His educational outreach efforts have included a videotaped presentation on “Meeting the Health Care Needs of Lesbian, Gay, Bisexual and Transgender People” on the website of the American Medical Association. He has been invited to address issues relating to LGBT care around the country and around the world, most recently at the Primary Care Association in San Juan, Puerto Rico, and the University of Arkansas for Medical Sciences at Little Rock, Ark., where his remarks were well received. His grand rounds presentation on LGBT health at the Mayo Clinic in Rochester, Minn., drew an overflow crowd. 

“I think that there is a real sense of awakening. The world has changed, but that doesn’t mean that everybody has changed,” Dr. Makadon says. “There are always going to be people who are biased, just like there are people who are racially biased. Society and the medical profession were biased against black people too, but we got over it. Or at least we got over it to the extent that doctors realize that they need to take care of everybody who comes to see them. And I think the same thing is true of lesbians, gays, bisexuals, and transgender people.” 

Homeless Youth and Aging Seniors
Society, Dr. Makadon says, has a duty to care for everyone. One of the groups he collaborates with is the National Health Care for the Homeless Council. Some 30 percent to 40 percent of homeless youth are thought to be LGBT. Either rejected by their families or in some cases not wanting to live at home, they are not always accepted into homeless shelters and are by the nature of their homeless status at greater health risk and less likely to find care.

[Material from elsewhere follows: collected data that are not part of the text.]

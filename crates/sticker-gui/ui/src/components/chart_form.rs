use sticker_core::chart::{
  MAX_COLUMNS,
  MAX_ROWS,
  MIN_COLUMNS,
  MIN_ROWS
};
use sticker_core::grid::{
  clamp_columns,
  clamp_rows
};
use web_sys::HtmlInputElement;
use yew::{
  Callback,
  Html,
  InputEvent,
  Properties,
  TargetCast,
  function_component,
  html
};

#[derive(Properties, PartialEq)]
pub struct ChartFormProps {
  pub child_name:        String,
  pub goal:              String,
  pub sticker_symbol:    String,
  pub sticker_color:     String,
  pub rows:              u32,
  pub columns:           u32,
  pub on_child_name:     Callback<String>,
  pub on_goal:           Callback<String>,
  pub on_sticker_symbol: Callback<String>,
  pub on_sticker_color:  Callback<String>,
  pub on_rows:           Callback<String>,
  pub on_columns:        Callback<String>
}

fn text_input(
  on_change: &Callback<String>
) -> Callback<InputEvent> {
  let on_change = on_change.clone();
  Callback::from(move |e: InputEvent| {
    let input: HtmlInputElement =
      e.target_unchecked_into();
    on_change.emit(input.value());
  })
}

/// Number fields show the clamped value
/// straight away, whatever was typed.
fn bounded_input(
  on_change: &Callback<String>,
  clamp: fn(&str) -> u32
) -> Callback<InputEvent> {
  let on_change = on_change.clone();
  Callback::from(move |e: InputEvent| {
    let input: HtmlInputElement =
      e.target_unchecked_into();
    let raw = input.value();
    input.set_value(
      &clamp(&raw).to_string()
    );
    on_change.emit(raw);
  })
}

#[function_component(ChartForm)]
pub fn chart_form(
  props: &ChartFormProps
) -> Html {
  html! {
      <form class="panel chart-form" onsubmit={|e: yew::SubmitEvent| e.prevent_default()}>
          <label>
              { "Child's name" }
              <input id="childName" type="text"
                  value={props.child_name.clone()}
                  oninput={text_input(&props.on_child_name)} />
          </label>
          <label>
              { "Goal" }
              <input id="goal" type="text"
                  value={props.goal.clone()}
                  oninput={text_input(&props.on_goal)} />
          </label>
          <div class="form-row">
              <label>
                  { "Sticker" }
                  <input id="stickerSymbol" type="text" maxlength="2"
                      value={props.sticker_symbol.clone()}
                      oninput={text_input(&props.on_sticker_symbol)} />
              </label>
              <label>
                  { "Color" }
                  <input id="stickerColor" type="color"
                      value={props.sticker_color.clone()}
                      oninput={text_input(&props.on_sticker_color)} />
              </label>
          </div>
          <div class="form-row">
              <label>
                  { "Rows" }
                  <input id="rows" type="number"
                      min={MIN_ROWS.to_string()} max={MAX_ROWS.to_string()}
                      value={props.rows.to_string()}
                      oninput={bounded_input(&props.on_rows, clamp_rows)} />
              </label>
              <label>
                  { "Columns" }
                  <input id="columns" type="number"
                      min={MIN_COLUMNS.to_string()} max={MAX_COLUMNS.to_string()}
                      value={props.columns.to_string()}
                      oninput={bounded_input(&props.on_columns, clamp_columns)} />
              </label>
          </div>
      </form>
  }
}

Dr. Makadon also has addressed the needs of an aging population. “As baby boomers age there’s going to be a big increase in the number of seniors and there’s going to be a big increase in the number of gay, bisexual, and transgender seniors,” he said in an interview published on the website of the National Center for Health in Public Housing. “These seniors are of a generation that has been living openly. But some fear that, in order to get care and be accepted in nursing homes and other facilities, they may have to actually go back into the closet.”

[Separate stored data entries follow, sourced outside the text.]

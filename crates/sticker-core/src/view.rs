//! Derived, display-ready views of the
//! chart. Nothing here is stored.

use crate::chart::{
  CellCoord,
  ChartState,
  DEFAULT_GOAL,
  DEFAULT_STICKER
};
use crate::drag::{
  DragEngine,
  DragState
};
use crate::tasks::{
  EntryId,
  TaskList
};

pub const CHILD_FALLBACK: &str =
  "Your child";
pub const CHART_GOAL_FALLBACK: &str =
  "Celebrate with a small reward after \
   filling the chart.";

#[derive(
  Debug, Clone, PartialEq, Default,
)]
pub struct ChartView {
  pub editor:  Vec<EntryView>,
  pub labels:  Vec<String>,
  pub grid:    GridView,
  pub preview: PreviewView
}

#[derive(Debug, Clone, PartialEq, Eq)]
pub struct EntryView {
  pub id:   EntryId,
  pub text: String,
  pub drag: DragState
}

impl EntryView {
  /// Blank rows get a hint style in the
  /// editor.
  pub fn is_blank(&self) -> bool {
    self.text.trim().is_empty()
  }
}

#[derive(
  Debug, Clone, PartialEq, Eq, Default,
)]
pub struct GridView {
  pub rows:    u32,
  pub columns: u32,
  pub color:   String,
  pub cells:   Vec<Cell>
}

impl GridView {
  pub fn row(
    &self,
    row: u32
  ) -> &[Cell] {
    let width = self.columns as usize;
    let start = row as usize * width;
    let end =
      (start + width).min(self.cells.len());
    self.cells.get(start..end).unwrap_or(&[])
  }

  pub fn filled(&self) -> usize {
    self
      .cells
      .iter()
      .filter(|cell| cell.filled)
      .count()
  }
}

#[derive(Debug, Clone, PartialEq, Eq)]
pub struct Cell {
  pub coord:      CellCoord,
  pub filled:     bool,
  /// Sticker shown in the cell, empty
  /// for unfilled cells.
  pub symbol:     String,
  pub aria_label: String
}

#[derive(
  Debug, Clone, PartialEq, Eq, Default,
)]
pub struct PreviewView {
  pub child:      String,
  pub goal:       String,
  pub sticker:    String,
  pub color:      String,
  pub title:      String,
  pub chart_goal: String
}

pub fn editor(
  list: &TaskList,
  engine: &DragEngine
) -> Vec<EntryView> {
  list
    .entries()
    .iter()
    .map(|entry| EntryView {
      id:   entry.id,
      text: entry.text.clone(),
      drag: engine.state_of(entry.id)
    })
    .collect()
}

pub fn labels(
  state: &ChartState
) -> Vec<String> {
  state.row_labels().to_vec()
}

pub fn grid(state: &ChartState) -> GridView {
  let symbol = sticker_or_default(state);
  let mut cells = Vec::with_capacity(
    (state.rows * state.columns) as usize
  );
  for row in 0..state.rows {
    for column in 0..state.columns {
      let coord = CellCoord::new(row, column);
      let filled =
        state.is_filled(coord);
      cells.push(Cell {
        coord,
        filled,
        symbol: if filled {
          symbol.to_string()
        } else {
          String::new()
        },
        aria_label: format!(
          "Row {}, column {}",
          row + 1,
          column + 1
        )
      });
    }
  }

  GridView {
    rows: state.rows,
    columns: state.columns,
    color: state.sticker_color.clone(),
    cells
  }
}

pub fn preview(
  state: &ChartState
) -> PreviewView {
  let child = or_fallback(
    &state.child_name,
    CHILD_FALLBACK
  );
  PreviewView {
    title: format!("{child}'s chart"),
    goal: or_fallback(
      &state.goal,
      DEFAULT_GOAL
    ),
    chart_goal: or_fallback(
      &state.goal,
      CHART_GOAL_FALLBACK
    ),
    sticker: sticker_or_default(state)
      .to_string(),
    color: state.sticker_color.clone(),
    child
  }
}

fn sticker_or_default(
  state: &ChartState
) -> &str {
  if state.sticker_symbol.is_empty() {
    DEFAULT_STICKER
  } else {
    &state.sticker_symbol
  }
}

fn or_fallback(
  value: &str,
  fallback: &str
) -> String {
  if value.is_empty() {
    fallback.to_string()
  } else {
    value.to_string()
  }
}

#[cfg(test)]
mod tests {
  use super::*;

  #[test]
  fn grid_marks_only_in_bounds_stickers() {
    let mut state = ChartState::default();
    state.resize(3, 3);
    state.toggle(CellCoord::new(1, 2));
    state.toggle(CellCoord::new(7, 7));

    let view = grid(&state);
    assert_eq!(view.cells.len(), 9);
    assert_eq!(view.filled(), 1);
    let cell = &view.row(1)[2];
    assert!(cell.filled);
    assert_eq!(cell.symbol, DEFAULT_STICKER);
    assert_eq!(
      cell.aria_label,
      "Row 2, column 3"
    );
    assert!(view.row(0)[0].symbol.is_empty());
    assert!(view.row(9).is_empty());
  }

  #[test]
  fn preview_falls_back_when_blank() {
    let mut state = ChartState::default();
    state.goal = String::new();
    let view = preview(&state);
    assert_eq!(view.child, CHILD_FALLBACK);
    assert_eq!(
      view.title,
      "Your child's chart"
    );
    assert_eq!(view.goal, DEFAULT_GOAL);
    assert_eq!(
      view.chart_goal,
      CHART_GOAL_FALLBACK
    );

    state.child_name = "Mo".to_string();
    state.goal = "Zoo trip".to_string();
    let view = preview(&state);
    assert_eq!(view.title, "Mo's chart");
    assert_eq!(view.chart_goal, "Zoo trip");
  }
}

Private Man in a Public Role
In an article in the Los Angeles Times some years ago about an episode of the PBS special “The AIDS Quarterly,” which was devoted to Dr. Makadon and his practice at Beth Israel, he was cited as “the real article,” and lauded for “his genuine concern for patients, his optimism in the face of merciless sickness, and his faultless bedside manner.” But when the camera crew that had followed him all day for several days in his consultations with patients wanted to film him in his garden at home, he said: “No! This isn’t about me working in my garden at home. This is about me taking care of patients, what it’s like to care for AIDS patients.” 

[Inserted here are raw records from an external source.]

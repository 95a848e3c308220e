use sticker_core::drag::DragState;
use sticker_core::tasks::EntryId;
use sticker_core::view::EntryView;
use web_sys::{
  HtmlElement,
  HtmlInputElement,
  KeyboardEvent,
  PointerEvent
};
use yew::{
  Callback,
  Html,
  InputEvent,
  NodeRef,
  Properties,
  TargetCast,
  classes,
  function_component,
  html,
  use_node_ref
};

#[derive(Properties, PartialEq)]
pub struct TaskEntryRowProps {
  pub entry:     EntryView,
  pub on_edit:   Callback<(EntryId, String)>,
  pub on_remove: Callback<EntryId>,
  pub on_press:
    Callback<(EntryId, PointerEvent)>,
  pub on_leave:
    Callback<(EntryId, bool)>
}

#[function_component(TaskEntryRow)]
pub fn task_entry_row(
  props: &TaskEntryRowProps
) -> Html {
  let id = props.entry.id;
  let row_ref = use_node_ref();

  let onpointerdown = {
    let on_press = props.on_press.clone();
    Callback::from(
      move |event: PointerEvent| {
        if event.button() == 0 {
          on_press.emit((id, event));
        }
      }
    )
  };

  let onpointerleave = {
    let on_leave = props.on_leave.clone();
    Callback::from(
      move |event: PointerEvent| {
        // a held primary button means the
        // press is turning into a drag
        let held = event.buttons() & 1 != 0;
        on_leave.emit((id, held))
      }
    )
  };

  let onkeydown = {
    let row_ref = row_ref.clone();
    Callback::from(
      move |event: KeyboardEvent| {
        if event.key() == " "
          || event.key() == "Enter"
        {
          event.prevent_default();
          focus_row(&row_ref);
        }
      }
    )
  };

  let oninput = {
    let on_edit = props.on_edit.clone();
    Callback::from(
      move |e: InputEvent| {
        let input: HtmlInputElement =
          e.target_unchecked_into();
        on_edit.emit((id, input.value()));
      }
    )
  };

  let onremove = {
    let on_remove =
      props.on_remove.clone();
    Callback::from(move |_| {
      on_remove.emit(id)
    })
  };

  let dragging =
    props.entry.drag == DragState::Dragging;

  html! {
      <li
          ref={row_ref}
          class={classes!(
              "task-item",
              dragging.then_some("dragging")
          )}
          tabindex="-1"
          data-entry={id.raw().to_string()}
          data-empty={props.entry.is_blank().to_string()}
      >
          <span
              class="drag-handle"
              role="button"
              tabindex="0"
              aria-label="Drag to reorder"
              {onpointerdown}
              {onpointerleave}
              {onkeydown}
          >
              { "⋮⋮" }
          </span>
          <input
              class="task-input"
              type="text"
              placeholder="Add a task"
              value={props.entry.text.clone()}
              {oninput}
          />
          <button type="button" class="remove-task" aria-label="Remove task" onclick={onremove}>
              { "✕" }
          </button>
      </li>
  }
}

fn focus_row(row_ref: &NodeRef) {
  if let Some(row) =
    row_ref.cast::<HtmlElement>()
    && let Err(error) = row.focus()
  {
    tracing::debug!(
      ?error,
      "failed to focus task row"
    );
  }
}
use anyhow::anyhow;
use sticker_core::SnapshotStore;

/// The browser's `localStorage`, one key
/// per chart.
#[derive(Debug, Clone)]
pub struct LocalStorageStore {
  key: String
}

impl LocalStorageStore {
  pub fn new(key: String) -> Self {
    Self {
      key
    }
  }
}

fn local_storage()
-> anyhow::Result<web_sys::Storage> {
  web_sys::window()
    .and_then(|window| {
      window
        .local_storage()
        .ok()
        .flatten()
    })
    .ok_or_else(|| {
      anyhow!(
        "local storage is not available"
      )
    })
}

impl SnapshotStore for LocalStorageStore {
  fn read(
    &self
  ) -> anyhow::Result<Option<String>> {
    local_storage()?
      .get_item(&self.key)
      .map_err(|error| {
        anyhow!(
          "failed reading {}: {error:?}",
          self.key
        )
      })
  }

  fn write(
    &mut self,
    payload: &str
  ) -> anyhow::Result<()> {
    local_storage()?
      .set_item(&self.key, payload)
      .map_err(|error| {
        anyhow!(
          "failed writing {}: {error:?}",
          self.key
        )
      })
  }
}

A private man, Dr. Makadon shuns the limelight. “I don’t see my work as being about me. It’s important for me to feel fulfilled in what I do and to feel that I might also serve as a support for others of the sort I didn’t have when I was a medical student.” 

He is married to a fellow physician, Ray Powrie, an obstetric internist, associate professor of medicine at the Warren Alpert Medical School of Brown University, and senior vice president for quality and clinical effectiveness at Women & Infants Hospital in Providence, R.I. “We’re involved in what we do. We both work very hard and are deeply committed to our work.”